What you are asked to do:
Please print each of the entries below exactly.

Data to process:
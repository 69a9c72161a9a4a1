// Copyright (c) 2024-present, fjall-rs
// This source code is licensed under both the Apache 2.0 and MIT License
// (found in the LICENSE-* files in the repository)

use byteorder::{BigEndian, ReadBytesExt, WriteBytesExt};
use std::io::{Read, Write};
use uuid::Uuid;

/// Error during serialization
#[derive(Debug)]
pub enum EncodeError {
    /// I/O error
    Io(std::io::Error),

    /// A length does not fit its on-disk width
    TooLong(&'static str),
}

/// Error during deserialization
#[derive(Debug)]
pub enum DecodeError {
    /// I/O error
    Io(std::io::Error),

    /// Invalid enum tag
    InvalidTag((&'static str, u8)),

    /// Invalid checksum trailer
    InvalidTrailer,

    /// Invalid block header
    InvalidHeader(&'static str),

    /// String is not valid UTF-8
    Utf8(&'static str),
}

impl From<std::io::Error> for EncodeError {
    fn from(value: std::io::Error) -> Self {
        Self::Io(value)
    }
}

impl From<std::io::Error> for DecodeError {
    fn from(value: std::io::Error) -> Self {
        Self::Io(value)
    }
}

/// Trait to serialize stuff
pub trait Encode {
    /// Serializes into writer.
    fn encode_into<W: Write>(&self, writer: &mut W) -> Result<(), EncodeError>;

    /// Serializes into vector.
    fn encode_into_vec(&self) -> Result<Vec<u8>, EncodeError> {
        let mut v = vec![];
        self.encode_into(&mut v)?;
        Ok(v)
    }
}

/// Trait to deserialize stuff
pub trait Decode {
    /// Deserializes from reader.
    fn decode_from<R: Read>(reader: &mut R) -> Result<Self, DecodeError>
    where
        Self: Sized;
}

pub(crate) fn write_str<W: Write>(writer: &mut W, s: &str) -> Result<(), EncodeError> {
    let len = u32::try_from(s.len()).map_err(|_| EncodeError::TooLong("string"))?;
    writer.write_u32::<BigEndian>(len)?;
    writer.write_all(s.as_bytes())?;
    Ok(())
}

pub(crate) fn read_str<R: Read>(reader: &mut R, what: &'static str) -> Result<String, DecodeError> {
    let len = reader.read_u32::<BigEndian>()?;

    // NOTE: Don't trust the length for preallocation
    let mut bytes = Vec::with_capacity(len.min(4_096) as usize);
    reader.by_ref().take(u64::from(len)).read_to_end(&mut bytes)?;

    if bytes.len() != len as usize {
        return Err(DecodeError::Io(std::io::ErrorKind::UnexpectedEof.into()));
    }

    String::from_utf8(bytes).map_err(|_| DecodeError::Utf8(what))
}

pub(crate) fn write_uuid<W: Write>(writer: &mut W, id: &Uuid) -> Result<(), EncodeError> {
    writer.write_all(id.as_bytes())?;
    Ok(())
}

pub(crate) fn read_uuid<R: Read>(reader: &mut R) -> Result<Uuid, DecodeError> {
    let mut bytes = [0; 16];
    reader.read_exact(&mut bytes)?;
    Ok(Uuid::from_bytes(bytes))
}

pub(crate) fn write_bool<W: Write>(writer: &mut W, b: bool) -> Result<(), EncodeError> {
    writer.write_u8(u8::from(b))?;
    Ok(())
}

pub(crate) fn read_bool<R: Read>(reader: &mut R, what: &'static str) -> Result<bool, DecodeError> {
    match reader.read_u8()? {
        0 => Ok(false),
        1 => Ok(true),
        tag => Err(DecodeError::InvalidTag((what, tag))),
    }
}

#[cfg(test)]
mod tests {
    use super::*;
    use test_log::test;

    #[test]
    fn str_round_trip() -> crate::Result<()> {
        let mut buf = vec![];
        write_str(&mut buf, "hello wörld")?;
        assert_eq!(4 + "hello wörld".len(), buf.len());

        let s = read_str(&mut &buf[..], "test")?;
        assert_eq!("hello wörld", s);
        Ok(())
    }

    #[test]
    fn str_truncated() {
        let mut buf = u32::MAX.to_be_bytes().to_vec();
        buf.extend_from_slice(b"short");

        match read_str(&mut &buf[..], "test") {
            Err(DecodeError::Io(e)) => assert_eq!(std::io::ErrorKind::UnexpectedEof, e.kind()),
            other => panic!("unexpected result: {other:?}"),
        }
    }

    #[test]
    fn bool_invalid_tag() {
        let err = read_bool(&mut &[7u8][..], "flag");
        assert!(matches!(err, Err(DecodeError::InvalidTag(("flag", 7)))));
    }
}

Result for this task:
repository 69a9c72161a9a4a1
// Copyright (c) 2024-present, fjall-rs
// This source code is licensed under both the Apache 2.0 and MIT License
// (found in the LICENSE-* files in the repository)

use byteorder::{BigEndian, ReadBytesExt, WriteBytesExt};
use std::io::{Read, Write};
use uuid::Uuid;

/// Error during serialization
#[derive(Debug)]
pub enum EncodeError {
    /// I/O error
    Io(std::io::Error),

    /// A length does not fit its on-disk width
    TooLong(&'static str),
}

/// Error during deserialization
#[derive(Debug)]
pub enum DecodeError {
    /// I/O error
    Io(std::io::Error),

    /// Invalid enum tag
    InvalidTag((&'static str, u8)),

    /// Invalid checksum trailer
    InvalidTrailer,

    /// Invalid block header
    InvalidHeader(&'static str),

    /// String is not valid UTF-8
    Utf8(&'static str),
}

impl From<std::io::Error> for EncodeError {
    fn from(value: std::io::Error) -> Self {
        Self::Io(value)
    }
}

impl From<std::io::Error> for DecodeError {
    fn from(value: std::io::Error) -> Self {
        Self::Io(value)
    }
}

/// Trait to serialize stuff
pub trait Encode {
    /// Serializes into writer.
    fn encode_into<W: Write>(&self, writer: &mut W) -> Result<(), EncodeError>;

    /// Serializes into vector.
    fn encode_into_vec(&self) -> Result<Vec<u8>, EncodeError> {
        let mut v = vec![];
        self.encode_into(&mut v)?;
        Ok(v)
    }
}

/// Trait to deserialize stuff
pub trait Decode {
    /// Deserializes from reader.
    fn decode_from<R: Read>(reader: &mut R) -> Result<Self, DecodeError>
    where
        Self: Sized;
}

pub(crate) fn write_str<W: Write>(writer: &mut W, s: &str) -> Result<(), EncodeError> {
    let len = u32::try_from(s.len()).map_err(|_| EncodeError::TooLong("string"))?;
    writer.write_u32::<BigEndian>(len)?;
    writer.write_all(s.as_bytes())?;
    Ok(())
}

pub(crate) fn read_str<R: Read>(reader: &mut R, what: &'static str) -> Result<String, DecodeError> {
    let len = reader.read_u32::<BigEndian>()?;

    // NOTE: Don't trust the length for preallocation
    let mut bytes = Vec::with_capacity(len.min(4_096) as usize);
    reader.by_ref().take(u64::from(len)).read_to_end(&mut bytes)?;

    if bytes.len() != len as usize {
        return Err(DecodeError::Io(std::io::ErrorKind::UnexpectedEof.into()));
    }

    String::from_utf8(bytes).map_err(|_| DecodeError::Utf8(what))
}

pub(crate) fn write_uuid<W: Write>(writer: &mut W, id: &Uuid) -> Result<(), EncodeError> {
    writer.write_all(id.as_bytes())?;
    Ok(())
}

pub(crate) fn read_uuid<R: Read>(reader: &mut R) -> Result<Uuid, DecodeError> {
    let mut bytes = [0; 16];
    reader.read_exact(&mut bytes)?;
    Ok(Uuid::from_bytes(bytes))
}

pub(crate) fn write_bool<W: Write>(writer: &mut W, b: bool) -> Result<(), EncodeError> {
    writer.write_u8(u8::from(b))?;
    Ok(())
}

pub(crate) fn read_bool<R: Read>(reader: &mut R, what: &'static str) -> Result<bool, DecodeError> {
    match reader.read_u8()? {
        0 => Ok(false),
        1 => Ok(true),
        tag => Err(DecodeError::InvalidTag((what, tag))),
    }
}

#[cfg(test)]
mod tests {
    use super::*;
    use test_log::test;

    #[test]
    fn str_round_trip() -> crate::Result<()> {
        let mut buf = vec![];
        write_str(&mut buf, "hello wörld")?;
        assert_eq!(4 + "hello wörld".len(), buf.len());

        let s = read_str(&mut &buf[..], "test")?;
        assert_eq!("hello wörld", s);
        Ok(())
    }

    #[test]
    fn str_truncated() {
        let mut buf = u32::MAX.to_be_bytes().to_vec();
        buf.extend_from_slice(b"short");

        match read_str(&mut &buf[..], "test") {
            Err(DecodeError::Io(e)) => assert_eq!(std::io::ErrorKind::UnexpectedEof, e.kind()),
            other => panic!("unexpected result: {other:?}"),
        }
    }

    #[test]
    fn bool_invalid_tag() {
        let err = read_bool(&mut &[7u8][..], "flag");
        assert!(matches!(err, Err(DecodeError::InvalidTag(("flag", 7)))));
    }
}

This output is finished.